DigiPen’s BA in Game Design program is built around six design concentrations — level design, narrative design, systems design, technical design, user experience design, and user research. Students spend their first two years learning about each design discipline, then choose two they would like to specialize in at the end of their sophomore year. While all six disciplines overlap and interact with one another, this series takes a closer look at each individual concentration.
Game design is generally understood as an iterative process. You design something, try it out, design it a little differently, and try it again. Somewhere down the line, after multiple iterations, you hopefully find the winning design. But without user research to inform your choices, that winning design might not be so winning after all. “User research is about bulletproofing your design so blind spots don’t end up making your final product weaker,” says Richard Rowan, chair of DigiPen’s Department of Design. “User research is all about making sure everybody gets your game and that everybody can engage in that experience.”
User research, the only one of the BA in Game Design program’s six specialty tracks without “design” in its name, acts to improve the other five disciplines. “Even if you’re a designer in one of the other five tracks, to be a good designer, you still have to be doing user research to be successful no matter what,” Rowan says. “It’s really about understanding how to conduct scientific research, surveys, and playtests without biasing your samples; how to collect data ethically, and how to present that information clearly and coherently to tell a story that you can draw meaningful conclusions from.”

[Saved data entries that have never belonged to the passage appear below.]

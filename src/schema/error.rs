use super::InsertionPoint;

/// Errors that can occur while expanding a column spec
#[derive(Debug, Clone, PartialEq, Eq, thiserror::Error)]
pub enum SchemaError {
    /// A column group targets an insertion point the spec does not define
    #[error("Malformed column group '{group}': undefined insertion point {point}")]
    MalformedColumnGroup {
        /// Name of the offending group
        group: String,
        /// The insertion point that could not be resolved
        point: InsertionPoint,
    },

    /// A dynamic column name cannot be represented in a tab-separated header
    #[error("Invalid column name {name:?} in group '{group}': names must be non-empty and free of tabs and line breaks")]
    InvalidColumnName {
        /// Name of the offending group
        group: String,
        /// The rejected column name
        name: String,
    },
}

To understand the importance of science-based playtesting, it can be helpful to understand the repercussions of non-science-based playtesting. “If you aren’t actively designing for a particular group of users, you’re still designing for at least one user — yourself,” Rowan says. “What can happen is you end up with things in your game that are very obvious to you that most users actually stumble on, things you didn’t anticipate.”
User research is about bulletproofing your design so blind spots don’t end up making your final product weaker.
Design students who tend to be attracted to user research are, perhaps unsurprisingly, science inclined. In DigiPen’s introductory user research course, students learn a range of scientific methods and how to apply them to playtesting. “It’s very closely related to psychology actually. We’re looking at the concepts of confirmation bias, selection bias — all these different types of biases that can come in,” Rowan says. “We do that to help design more rigorous surveys and ask more rigorous questions that don’t lead subjects to simply give you the information you’re expecting. It’s about creating a safe environment where users can give honest feedback.”
To truly evaluate the efficacy of their games, user researchers often need to measure values that can seem fairly subjective, including basic emotions like boredom, confusion, and engagement. Learning how to evaluate these elusive qualities in a scientific way is a crucial part in gathering accurate, useful data that can improve the end product. “We’re able to tell directly if people are bored, even if they don’t say it,” Rowan says. “We can use medical-grade bracelets that measure the arousal levels of a user’s nervous system to see how engaged in the game they are. We can track facial microexpressions and eye movements and match them up with synchronized recordings of the gameplay. Using that, we can go back and say, ‘This is the exact moment the player got confused.’” The ability to convert the subjective reality of players into objective metrics is an extremely powerful tool, one that can help the entire team make better, more informed design choices throughout development.
In their advanced user research courses, DigiPen students learn how to conduct focus groups, thereby honing their ability to measure emotions and understand different player persona types that can impact a game team’s design approach. “User research students eventually take everything they’ve learned and use it to conduct research on their own game projects,” Rowan says. “Once they’re trained on how to use our user research lab, they can bring their game in, bring in test subjects, and actually get real feedback.”
Students expand their scope even wider in higher-level user research courses, diving into more focused data analysis, how to visualize their info, and how to glean useful information from big data sets. “For one project, I have them go out and collect a very large data set with at least 10,000 entries on any subject that’s interesting to them,” Rowan says. “Then they have to generate charts, slice the data, draw some conclusions, put together a presentation to tell a story with it, and point out paths for future exploration.” Learning how to extract specific insights from large data sets is an essential skill given that user researchers end up conducting analysis on a wide variety of games.
DigiPen BA in Game Design student Nate Borger on diving into user research:
“For me, game design is all about iteration. While user research is the specialization most removed from directly designing the game itself, it is by far the closest to the iterative process of development. I am drawn to user research because I can distance myself from the design of the game and see how the game works and doesn’t work in actuality. Taking something that I made and seeing how people react to it is where I get inspiration to continue designing. Games are made for people, and it is my job to show people games.
Specializing in user research feels like being in a supportive role for my game team. Taking what my team has made and testing what we have often illuminates what we have missed. Testing is the quickest way to find issues and bugs, but it’s also the best way to fine tune that spark that makes the game wonderful. Through playtesting my team’s game, we can iterate and polish our game so much more efficiently than if it was a side job for a team member. If I focus on testing our game and getting that feedback to them, then the rest of the team is empowered to focus on their specialties.”